The Westrail ADP/ADQ class is a retired class of railcars built by Comeng, Bassendean for Westrail in 1987 to operate the Australind service between Perth and Bunbury. Operation and ownership of the fleet was transferred to Transwa when Westrail was superseded by Transwa in 2003.

== History ==
In August 1985, Westrail awarded Comeng, Bassendean a contract for five diesel railcars, three ADP cars with driving cabs and two ADQ non-driving cars, using a similar body shell and interior fitout to the New South Wales XPT carriages. Each car was powered by a Cummins KTA19 engine coupled to a Voith transmission. They usually operate as a four car set.

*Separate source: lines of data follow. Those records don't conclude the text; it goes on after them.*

//! A [`DrawingSurface`] that renders to a PDF file.
//!
//! Fonts are looked up by family name and weight among the installed system fonts
//! (plus an optional extra font directory) and embedded whole. Pictures are loaded
//! once per path and shared by every page that draws them.

mod content;
mod font;
mod image;
mod info;
mod page;
mod refs;
mod text;

pub use self::font::Font;
pub use self::image::Image;
pub use info::Info;
pub use text::wrap_lines;

use crate::colour::{colours, Colour};
use crate::error::{PdfError, ResourceCreationError, SurfaceError};
use crate::pagesize::PageSpec;
use crate::resources::ResourceHandle;
use crate::style::{FontSpec, ResourceKind, StyleSpec};
use crate::surface::{Align, DrawingSurface, TextBox};
use crate::units::Pt;
use id_arena::{Arena, Id};
use page::{Page, PageContents, Stroke, TextRun};
use pdf_writer::{Pdf, Rect, Ref};
use refs::{ObjectReferences, RefType};
use std::collections::HashMap;
use std::io::Write;
use std::path::{Path, PathBuf};

enum Resource {
    Font {
        face: Id<Font>,
        spec: FontSpec,
        em: Pt,
        /// Horizontal scaling in percent
        scale: f32,
    },
    Pen(Stroke),
    Brush(Colour),
}

/// Per-page drawing state, reset whenever a page begins
struct Paint {
    foreground: Colour,
    fill: Option<Colour>,
    font: Option<usize>,
    pen: Option<Stroke>,
}

impl Default for Paint {
    fn default() -> Self {
        Paint {
            foreground: colours::BLACK,
            fill: None,
            font: None,
            pen: None,
        }
    }
}

pub struct PdfSurface {
    page_spec: PageSpec,
    pub info: Info,
    database: fontdb::Database,
    fonts: Arena<Font>,
    faces: HashMap<fontdb::ID, Id<Font>>,
    resources: Vec<Option<Resource>>,
    images: Arena<Image>,
    image_paths: HashMap<PathBuf, Option<Id<Image>>>,
    pages: Vec<Page>,
    current: Option<Page>,
    paint: Paint,
}

impl PdfSurface {
    /// Create a surface whose pages are all `page_spec` sized. Fonts in `font_dir`
    /// are considered alongside the system fonts.
    pub fn new<S: ToString>(page_spec: PageSpec, title: S, font_dir: Option<&Path>) -> PdfSurface {
        let mut database = fontdb::Database::new();
        database.load_system_fonts();
        if let Some(dir) = font_dir {
            database.load_fonts_dir(dir);
        }
        log::debug!("{} font faces available", database.len());

        let mut info = Info::new();
        info.title(title);

        PdfSurface {
            page_spec,
            info,
            database,
            fonts: Arena::new(),
            faces: HashMap::new(),
            resources: Vec::new(),
            images: Arena::new(),
            image_paths: HashMap::new(),
            pages: Vec::new(),
            current: None,
            paint: Paint::default(),
        }
    }

    /// Number of finished pages
    pub fn page_count(&self) -> usize {
        self.pages.len()
    }

    fn page_height(&self) -> Pt {
        self.page_spec.size_pt().1
    }

    /// Convert a native x coordinate to PDF user space
    fn x(&self, x: i32) -> Pt {
        Pt::from_native(x)
    }

    /// Convert a native (upward, non-positive on the page) y coordinate to PDF user space
    fn y(&self, y: i32) -> Pt {
        self.page_height() + Pt::from_native(y)
    }

    fn current_page(&mut self) -> Result<&mut Page, SurfaceError> {
        self.current.as_mut().ok_or(SurfaceError::NoActivePage)
    }

    fn resource(&self, handle: ResourceHandle, kind: ResourceKind) -> Result<&Resource, SurfaceError> {
        let resource = self
            .resources
            .get(handle.id)
            .and_then(Option::as_ref)
            .ok_or(SurfaceError::UnknownHandle(handle))?;
        let actual = match resource {
            Resource::Font { .. } => ResourceKind::Font,
            Resource::Pen(_) => ResourceKind::Pen,
            Resource::Brush(_) => ResourceKind::Brush,
        };
        if actual != kind || handle.kind != kind {
            return Err(SurfaceError::UnknownHandle(handle));
        }
        Ok(resource)
    }

    fn load_face(&mut self, spec: &FontSpec) -> Result<Id<Font>, ResourceCreationError> {
        let query = fontdb::Query {
            families: &[fontdb::Family::Name(&spec.name)],
            weight: fontdb::Weight(spec.weight),
            stretch: fontdb::Stretch::Normal,
            style: fontdb::Style::Normal,
        };
        let face_id = self
            .database
            .query(&query)
            .ok_or_else(|| ResourceCreationError::UnknownFont(spec.name.clone()))?;
        if let Some(&id) = self.faces.get(&face_id) {
            return Ok(id);
        }

        let (bytes, index) = self
            .database
            .with_face_data(face_id, |data, index| (data.to_vec(), index))
            .ok_or_else(|| ResourceCreationError::FontLoad {
                name: spec.name.clone(),
                reason: "font data is unavailable".to_string(),
            })?;
        let font = Font::load(bytes, index, &spec.name).map_err(|e| ResourceCreationError::FontLoad {
            name: spec.name.clone(),
            reason: e.to_string(),
        })?;
        log::debug!("loaded font face '{}' for {}", font.name(), spec.name);

        let id = self.fonts.alloc(font);
        self.faces.insert(face_id, id);
        Ok(id)
    }

    fn create_font(&mut self, spec: &FontSpec) -> Result<Resource, ResourceCreationError> {
        if spec.name.trim().is_empty() {
            return Err(ResourceCreationError::UnknownFont(spec.name.clone()));
        }
        if spec.size <= 0 {
            return Err(ResourceCreationError::InvalidFontSize(spec.size));
        }

        let face = self.load_face(spec)?;
        let font = &self.fonts[face];
        let em = font.em_size(Pt::from_native(spec.size));
        let scale = if spec.width > 0 {
            let natural = em.0 * font.average_lowercase_advance();
            if natural > 0.0 {
                Pt::from_native(spec.width).0 / natural * 100.0
            } else {
                100.0
            }
        } else {
            100.0
        };

        Ok(Resource::Font {
            face,
            spec: spec.clone(),
            em,
            scale,
        })
    }

    /// Load (or recall) the picture at `path`. Pictures that fail to load are
    /// remembered as missing so the warning is only logged once.
    fn image(&mut self, path: &Path) -> Option<Id<Image>> {
        if let Some(&cached) = self.image_paths.get(path) {
            return cached;
        }
        let loaded = match Image::from_disk(path) {
            Ok(image) => Some(self.images.alloc(image)),
            Err(e) => {
                log::warn!("skipping image {}: {}", path.display(), e);
                None
            }
        };
        self.image_paths.insert(path.to_path_buf(), loaded);
        loaded
    }

    /// Write the finished document. Fails if a page is still active.
    pub fn write<W: Write>(&self, w: &mut W) -> Result<(), PdfError> {
        if self.current.is_some() {
            return Err(PdfError::PageOpen);
        }

        let mut refs = ObjectReferences::new();
        let mut writer = Pdf::new();

        let catalog_id = refs.gen(RefType::Catalog);
        let page_tree_id = refs.gen(RefType::PageTree);

        self.info.write(&mut refs, &mut writer);

        for (id, font) in self.fonts.iter() {
            font.write(&mut refs, id, &mut writer);
        }
        for (id, image) in self.images.iter() {
            image.write(&mut refs, id.index(), &mut writer);
        }
        for (i, page) in self.pages.iter().enumerate() {
            page.write(&mut refs, i, &self.fonts, &self.images, &mut writer)?;
        }

        let kids: Vec<Ref> = (0..self.pages.len())
            .map(|i| refs.gen(RefType::Page(i)))
            .collect();
        writer
            .pages(page_tree_id)
            .kids(kids)
            .count(self.pages.len() as i32);
        writer.catalog(catalog_id).pages(page_tree_id);

        w.write_all(&writer.finish())?;
        Ok(())
    }
}

impl DrawingSurface for PdfSurface {
    fn begin_page(&mut self) -> Result<(), SurfaceError> {
        if self.current.is_some() {
            return Err(SurfaceError::PageAlreadyActive);
        }
        let (width, height) = self.page_spec.size_pt();
        self.current = Some(Page::new(width, height));
        self.paint = Paint::default();
        Ok(())
    }

    fn end_page(&mut self) -> Result<(), SurfaceError> {
        let page = self.current.take().ok_or(SurfaceError::NoActivePage)?;
        self.pages.push(page);
        Ok(())
    }

    fn create_resource(&mut self, spec: &StyleSpec) -> Result<ResourceHandle, ResourceCreationError> {
        let resource = match spec {
            StyleSpec::Font(font) => self.create_font(font)?,
            StyleSpec::Pen(pen) => {
                if pen.width <= 0 {
                    return Err(ResourceCreationError::InvalidPenWidth(pen.width));
                }
                Resource::Pen(Stroke {
                    width: Pt::from_native(pen.width),
                    colour: pen.colour,
                })
            }
            StyleSpec::Brush(brush) => Resource::Brush(brush.colour),
        };

        let handle = ResourceHandle {
            kind: spec.kind(),
            id: self.resources.len(),
        };
        self.resources.push(Some(resource));
        Ok(handle)
    }

    fn release_resource(&mut self, handle: ResourceHandle) {
        if let Some(slot) = self.resources.get_mut(handle.id) {
            *slot = None;
        }
        if self.paint.font == Some(handle.id) {
            self.paint.font = None;
        }
    }

    fn set_foreground_colour(&mut self, colour: Colour) -> Result<(), SurfaceError> {
        self.current_page()?;
        self.paint.foreground = colour;
        Ok(())
    }

    fn set_fill_colour(&mut self, colour: Colour) -> Result<(), SurfaceError> {
        self.current_page()?;
        self.paint.fill = Some(colour);
        Ok(())
    }

    fn select_font(&mut self, font: ResourceHandle) -> Result<(), SurfaceError> {
        self.current_page()?;
        self.resource(font, ResourceKind::Font)?;
        self.paint.font = Some(font.id);
        Ok(())
    }

    fn select_pen(&mut self, pen: ResourceHandle) -> Result<(), SurfaceError> {
        self.current_page()?;
        let stroke = match self.resource(pen, ResourceKind::Pen)? {
            Resource::Pen(stroke) => *stroke,
            _ => return Err(SurfaceError::UnknownHandle(pen)),
        };
        self.paint.pen = Some(stroke);
        Ok(())
    }

    fn select_brush(&mut self, brush: ResourceHandle) -> Result<(), SurfaceError> {
        self.current_page()?;
        let colour = match self.resource(brush, ResourceKind::Brush)? {
            Resource::Brush(colour) => *colour,
            _ => return Err(SurfaceError::UnknownHandle(brush)),
        };
        self.paint.fill = Some(colour);
        Ok(())
    }

    fn draw_text(&mut self, text: TextBox<'_>) -> Result<(), SurfaceError> {
        self.current_page()?;
        let slot = self
            .paint
            .font
            .ok_or(SurfaceError::NothingSelected(ResourceKind::Font))?;
        let handle = ResourceHandle {
            kind: ResourceKind::Font,
            id: slot,
        };
        let Resource::Font {
            face,
            spec,
            em,
            scale,
        } = self.resource(handle, ResourceKind::Font)?
        else {
            return Err(SurfaceError::UnknownHandle(handle));
        };
        let (face, em, scale) = (*face, *em, *scale);
        let line_height = Pt::from_native(spec.size);
        let underline = spec.underline;

        let font = &self.fonts[face];
        let box_left = self.x(text.x);
        let box_width = Pt::from_native(text.width);
        let ascent = font.ascent(em);
        let measure = |line: &str| font.width_of(line, em).0 * scale / 100.0;
        let lines = wrap_lines(text.text, text.wrap.then_some(box_width.0), measure);

        let mut runs = Vec::with_capacity(lines.len());
        let mut top = self.y(text.y);
        for line in lines {
            if !line.is_empty() {
                let width = Pt(measure(&line));
                let x = match text.align {
                    Align::Left => box_left,
                    Align::Center => box_left + (box_width - width) * 0.5,
                };
                runs.push(TextRun {
                    font: face,
                    em,
                    scale,
                    colour: self.paint.foreground,
                    x,
                    y: top - ascent,
                    glyphs: line.chars().map(|ch| font.glyph_id(ch)).collect(),
                    underline: underline.then(|| font.underline(em)),
                    width,
                });
            }
            top -= line_height;
        }

        let page = self.current_page()?;
        for run in runs {
            page.add(PageContents::Text(run));
        }
        Ok(())
    }

    fn draw_line(&mut self, x1: i32, y1: i32, x2: i32, y2: i32) -> Result<(), SurfaceError> {
        self.current_page()?;
        let stroke = self.paint.pen.unwrap_or(Stroke {
            width: Pt(0.0),
            colour: colours::BLACK,
        });
        let from = (self.x(x1), self.y(y1));
        let to = (self.x(x2), self.y(y2));
        self.current_page()?
            .add(PageContents::Line { from, to, stroke });
        Ok(())
    }

    fn draw_rect(&mut self, left: i32, top: i32, right: i32, bottom: i32) -> Result<(), SurfaceError> {
        self.current_page()?;
        let rect = Rect::new(
            self.x(left).0,
            self.y(bottom).0,
            self.x(right).0,
            self.y(top).0,
        );
        let fill = self.paint.fill;
        let stroke = self.paint.pen;
        self.current_page()?
            .add(PageContents::Rect { rect, fill, stroke });
        Ok(())
    }

    fn draw_image(
        &mut self,
        left: i32,
        top: i32,
        width: i32,
        height: i32,
        path: &Path,
    ) -> Result<(), SurfaceError> {
        self.current_page()?;
        let Some(image) = self.image(path) else {
            return Ok(());
        };
        let x1 = self.x(left);
        let y2 = self.y(top);
        let position = Rect::new(
            x1.0,
            (y2 - Pt::from_native(height)).0,
            (x1 + Pt::from_native(width)).0,
            y2.0,
        );
        self.current_page()?
            .add(PageContents::Image { image, position });
        Ok(())
    }

    fn measure_text_height(&mut self, font: ResourceHandle) -> Result<i32, SurfaceError> {
        match self.resource(font, ResourceKind::Font)? {
            Resource::Font { spec, .. } => Ok(spec.size),
            _ => Err(SurfaceError::UnknownHandle(font)),
        }
    }
}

In July 2003, the railcars were painted in a new livery in line with the formation of Transwa. In 2007, the railcars were painted white as part of a refurbishment program. In 2010-2011 new seats were fitted.

The railcars were all retired in November 2023 upon the commencement of the Victoria Park-Canning Level Crossing Removal Project and Byford Rail Extension, which suspended the Australind service until June 2026. They were succeeded by ADR/ADS class trains, diesel-powered variants of the Transperth C-series trains.

One railcar has been donated to Rail Heritage WA, and it is planned to be moved to their museum in Boyanup.